Sun 21st October 2007, 3.03 pm

We live in an age of high-speed communication. Nearly everyone I could ever want to talk to is a user of email or Facebook and this is a very easy way to stay in touch with people.

So what happens to paper mail? My paper mailbox continues to receive several items a week which are, 99% of the time, one of two things: (a) paper spam advertising products, properties and pizza or (b) depressing stuff like bills and statements.

Why do the big companies like banks and utility boards continue to send me their mail in paper form?
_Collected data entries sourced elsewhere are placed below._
// Copyright 2025-present Harīṣh Tummalachērla
// SPDX-License-Identifier: Apache-2.0

//! `log` backend that writes to the browser console.

use log::{Level, LevelFilter, Log, Metadata, Record};
use wasm_bindgen::JsValue;
use web_sys::console;

struct ConsoleLogger;

static LOGGER: ConsoleLogger = ConsoleLogger;

impl Log for ConsoleLogger {
    fn enabled(&self, metadata: &Metadata) -> bool {
        metadata.level() <= log::max_level()
    }

    fn log(&self, record: &Record) {
        if !self.enabled(record.metadata()) {
            return;
        }
        let line = JsValue::from_str(&format!("[pagesift] {}", record.args()));
        match record.level() {
            Level::Error => console::error_1(&line),
            Level::Warn => console::warn_1(&line),
            Level::Info => console::info_1(&line),
            Level::Debug | Level::Trace => console::debug_1(&line),
        }
    }

    fn flush(&self) {}
}

/// Install the console logger. Later calls keep the first logger.
pub fn init(level: LevelFilter) {
    if log::set_logger(&LOGGER).is_ok() {
        log::set_max_level(level);
    }
}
If they moved to email I can see the following advantages:

  • I get told when I have new emails, whereas I have to poll my mailbox (this is getting to be a once-a-fortnight operation for me now).
  • Emails are much easier to manage, logistically speaking. I always end up with a huge pile of papers sitting around in the house whereas with emails I can just drop a tag or two on them and archive them away to be easily retrieved at a later date.
  • Email systems are arguably easier to manage at their end too, since everything can be connected together much more easily.
  • Email is a lot cheaper than paper.
  • Email is much better for the environment.

And what disadvantages are there? I can only think of two:

  • Not everyone has email, so it would need to be optional - and that means managing two systems at once.
  • I can't sign things with my handwritten signature online. But that's hardly the most secure option anyway, is it? And I very rarely need to sign anything I am sent in the post.

So are those two reasons really important enough to keep almost all(1) the utility companies and banks in the dark ages?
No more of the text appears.